**EXERCISE BRIEF:** Retype each line of the listing below, from the first through the one holding "random, for large", with no other lines.
● ● ● ● ● ● ●
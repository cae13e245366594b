use rand::Rng;

use crate::reference::{ReferenceSequence, names_match, reconcile_name};
use crate::types::{SampleRegion, SamplingOptions};

/// Placeholder emitted when a restriction list matches nothing. Downstream
/// statistics computation receives a well-formed (if empty-yielding)
/// request instead of hanging on an empty region list.
pub const EMPTY_RESTRICTION_NAME: &str = "__empty_restriction__";

/// Select a bounded, sorted list of regions to sample for statistics.
///
/// Deterministic in structure only: random draws come from the supplied
/// `rng`, so tests seed a [`rand::rngs::StdRng`] while production draws
/// from entropy. Three regimes per reference:
///
/// - whole-reference, when `full_analysis` is set or the reference is
///   smaller than the total bin budget;
/// - seeded + random, for large references (sparse-seed regions first,
///   then uniform draws that may overlap or overrun the reference end);
/// - restriction-only, when a BED-style restriction list is present.
///
/// With more than one reference selected, `bin_count` is divided evenly
/// across references so aggregate effort stays within budget; the
/// user-facing `sampling_multiplier` then scales the per-reference draw
/// count.
pub fn sample_regions<R: Rng + ?Sized>(
    references: &[&ReferenceSequence],
    options: &SamplingOptions,
    rng: &mut R,
) -> Vec<SampleRegion> {
    if references.is_empty() {
        return Vec::new();
    }

    let per_reference = if references.len() > 1 {
        (options.bin_count as f64 / references.len() as f64).round() as u32
    } else {
        options.bin_count
    };
    let effective_bins = per_reference * options.sampling_multiplier.max(1);

    let mut regions = if let Some(restriction) = &options.region_restriction {
        let prepared = prepare_restriction(restriction, references, options);
        restricted_regions(
            &prepared,
            effective_bins * references.len() as u32,
            options.bin_size,
            rng,
        )
    } else {
        let mut regions = Vec::new();
        for reference in references {
            sample_reference(reference, options, effective_bins, &mut regions, rng);
        }
        regions
    };

    regions.sort_by(|a, b| {
        a.reference_name
            .cmp(&b.reference_name)
            .then(a.start.cmp(&b.start))
    });
    regions
}

fn sample_reference<R: Rng + ?Sized>(
    reference: &ReferenceSequence,
    options: &SamplingOptions,
    effective_bins: u32,
    regions: &mut Vec<SampleRegion>,
    rng: &mut R,
) {
    let start = options.start.unwrap_or(0);
    let end = options.end.unwrap_or(reference.length);
    let length = end.saturating_sub(start);

    if options.full_analysis || length < options.bin_size * effective_bins as u64 {
        if end > start {
            regions.push(SampleRegion::new(reference.name.clone(), start, end));
        }
        return;
    }

    // Sparse references would likely be missed by random draws alone; seed
    // with the known non-zero bins first.
    if let Some(sparse) = &reference.sparse_points {
        for point in sparse {
            regions.push(SampleRegion::new(
                reference.name.clone(),
                point.pos,
                point.pos + options.bin_size,
            ));
        }
    }

    for _ in 0..effective_bins {
        let s = start + rng.gen_range(0..length);
        regions.push(SampleRegion::new(
            reference.name.clone(),
            s,
            s + options.bin_size,
        ));
    }
}

/// Reconcile restriction-interval names against the loaded references'
/// naming convention and, for a single-reference request with an explicit
/// window, clip the restriction to that window.
fn prepare_restriction(
    restriction: &[SampleRegion],
    references: &[&ReferenceSequence],
    options: &SamplingOptions,
) -> Vec<SampleRegion> {
    let reference = references[0];

    let window = if references.len() == 1 {
        let start = options.start.unwrap_or(0);
        let end = options.end.unwrap_or(reference.length);
        Some((start, end))
    } else {
        None
    };

    let mut prepared = Vec::new();
    for interval in restriction {
        let name = reconcile_name(&interval.reference_name, &reference.name);
        match window {
            None => prepared.push(SampleRegion::new(name, interval.start, interval.end)),
            Some((start, end)) => {
                if names_match(&reference.name, &interval.reference_name)
                    && interval.start < end
                    && interval.end > start
                {
                    prepared.push(SampleRegion::new(
                        name,
                        interval.start.max(start),
                        interval.end.min(end),
                    ));
                }
            }
        }
    }
    prepared
}

/// Draw regions only from the restriction intervals: pick a random
/// interval, then greedily consume forward through same-reference
/// intervals until `bin_size` restricted bases accumulate, clipping to
/// interval boundaries.
fn restricted_regions<R: Rng + ?Sized>(
    restriction: &[SampleRegion],
    bin_count: u32,
    bin_size: u64,
    rng: &mut R,
) -> Vec<SampleRegion> {
    if restriction.is_empty() {
        return vec![SampleRegion::new(EMPTY_RESTRICTION_NAME, 1, 10)];
    }

    let mut regions = Vec::with_capacity(bin_count as usize);
    for _ in 0..bin_count {
        let mut idx = rng.gen_range(0..restriction.len());
        let first = &restriction[idx];
        let name = first.reference_name.clone();
        let new_start = first.start;
        let mut new_end = first.start;
        let mut space_left = bin_size as i64;

        while space_left > 0 {
            match restriction.get(idx) {
                Some(interval) if interval.reference_name == name => {
                    let end = (interval.start + bin_size).min(interval.end);
                    new_end = end;
                    space_left -= (end.saturating_sub(interval.start)) as i64;
                    idx += 1;
                }
                _ => break,
            }
        }

        if new_end > new_start {
            regions.push(SampleRegion::new(name, new_start, new_end));
        }
    }
    regions
}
● ● ● ● ● ● ●
**TASK OUTPUT:**
repository cae13e245366594b
use rand::Rng;

use crate::reference::{ReferenceSequence, names_match, reconcile_name};
use crate::types::{SampleRegion, SamplingOptions};

/// Placeholder emitted when a restriction list matches nothing. Downstream
/// statistics computation receives a well-formed (if empty-yielding)
/// request instead of hanging on an empty region list.
pub const EMPTY_RESTRICTION_NAME: &str = "__empty_restriction__";

/// Select a bounded, sorted list of regions to sample for statistics.
///
/// Deterministic in structure only: random draws come from the supplied
/// `rng`, so tests seed a [`rand::rngs::StdRng`] while production draws
/// from entropy. Three regimes per reference:
///
/// - whole-reference, when `full_analysis` is set or the reference is
///   smaller than the total bin budget;
/// - seeded + random, for large references (sparse-seed regions first,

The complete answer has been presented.